L’ogresse remplaça le verre d’alcool par un cachet qui donnait l’impression de flotter. C’était pas du tout désagréable et c’était comme si rien ne s’était passé.
Chloé en vint même à être impatiente d’avoir droit à son cachet.
Alors Zoé aussi eut droit à son cachet.
L’ogresse mourut l’année de ses quarante-deux ans. En ratant une marche en remontant de la cave, elle se rompit le cou en retombant mal sur une caisse de bouteilles de vins.
Exit l’ogresse.
Chloé avait seize ans et Zoé treize.
Le sort des deux ados en fut nettement amélioré dès le lendemain de l’enterrement lorsque Chloé exigea – sous menace de dénonciation – un pourcentage sur les « recettes » particulières de l’ogre. Et que lui aussi serait « taxer » pour jouer.
L’ogre était un lâche, comme tous les ogres et il consentit vingt pour cent des bénéfices à chacune.
Chloé prit également l’habitude de mener ses propres « affaires » en ville et entraîna Zoé qui était ravie de changer de « clientèle ».
La religion des deux sœurs était faite : tout homme était un lâche et un ogre, mais également un tiroir-caisse. Utile, mais à mépriser.
L’année de sa majorité, Chloé prit un deux pièces en ville et obtint de l’ogre qu’il autorise Zoé à vivre avec elle.
Exit l’ogre.
En quelque sorte, car il eut droit à une sortie définitive trois ans plus tard, l’année des dix-huit ans de Zoé. Il y a un peu plus d’un an. Quand il crama avec son rade au milieu de sa bibine. À trois heures du mat.
Chloé en avait encore la rage au cœur.
Avoir tout fait pour que la cause réelle de l’incendie échappe à la sagacité des pompiers pour apprendre au finish que le bistrotier n’était pas à jour de ses assurances.
Tous ces risques pris pour que dalle. Pour être baisée une dernière fois par l’ogre. Alors qu’elle comptait tant sur ce capital de base pour s’ouvrir une boutique d’esthéticienne. Prendre un raccourci vers l’honorabilité. Avoir sa revanche sur cette putain de jeunesse qu’elle n’avait jamais eue.
Trop c’était trop. Alors Chloé avait décidé d’aller se refaire dans un endroit friqué. En se traînant sa frangine. Qui commençait déjà à couiner d’impatience
– Quand est-ce qu’on ira voir ?
– Plus tard, répondit Chloé d’un ton las.
– Quand, plus tard ? insista la cadette avec sa moue de sale môme réclamant une sucrerie à la con vue à la télé.
– Quand je l’aurai décidé et quand il fera nuit et qu’ils auront fait pisser leurs putains de chiens avant d’aller se pieuter.

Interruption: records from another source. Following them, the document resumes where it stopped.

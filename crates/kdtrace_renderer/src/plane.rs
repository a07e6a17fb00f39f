//! Infinite one-sided plane.

use crate::{hit::Geometry, Hit, Material, Ray, EPSILON};
use kdtrace_math::Vec3;

/// An infinite plane through `point`.
///
/// Only rays travelling along the normal (`dot(normal, dir) > EPSILON`)
/// can hit it; back-facing and parallel rays miss.
#[derive(Debug, Clone)]
pub struct Plane {
    point: Vec3,
    normal: Vec3,
    material: Material,
}

impl Plane {
    pub fn new(point: Vec3, normal: Vec3, material: Material) -> Self {
        Self {
            point,
            normal: normal.normalize(),
            material,
        }
    }
}

impl Geometry for Plane {
    fn intersect(&self, ray: &Ray) -> Hit {
        let denom = self.normal.dot(ray.direction);
        if denom <= EPSILON {
            return Hit::NONE;
        }

        let t = (self.point - ray.origin).dot(self.normal) / denom;
        // Plane behind the origin
        if t < EPSILON {
            return Hit::NONE;
        }

        Hit::new(t, ray.at(t), self.normal)
    }

    fn material(&self) -> &Material {
        &self.material
    }
}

Voilà, Chloé était satisfaite. Elle avait fait passer un max d’infos à sa sœur en une seule tirade.
– Ça va être l’heure du journal régional. Zappe sur la 3, demanda-t-elle à Zoé en se levant des fourmis dans les jambes.
Avec un temps de retard, elle se dit qu’elle aurait mieux fait de s’abstenir. Sûr que leurs commentaires à la con sur le type de cette nuit allaient énerver Zoé.
« Un nouveau crime met le canton de Bernay et toute la région en émoi. Jean-Michel Bernoud, trente-sept ans, divorcé, père de deux enfants de sept et neuf ans, jeune artisan honorablement connu de la commune de Thiberville, a été retrouvé sans vie à six heures du matin sur la départementale 138. D’après les premières constatations, il aurait eu la nuque brisée et le vol semble être le mobile de ce crime. Rappelons qu’il y a exactement cinq semaines, près du Neubourg, Jacques Vitan, vétérinaire… »
Chloé zappa mentalement. Elle connaissait par cœur.
Elle se dit que ce n’était peut-être pas le moment d’aller se balader avec le Jacques-Henri dans le coffre. Sûr qu’ils allaient multiplier les patrouilles de nuit pour rassurer le citoyen rural. Mais elles ne pouvaient pas le conserver plus longtemps dans le box. Zoé avait raison, il risquait de clamser. Fallait au moins le faire boire.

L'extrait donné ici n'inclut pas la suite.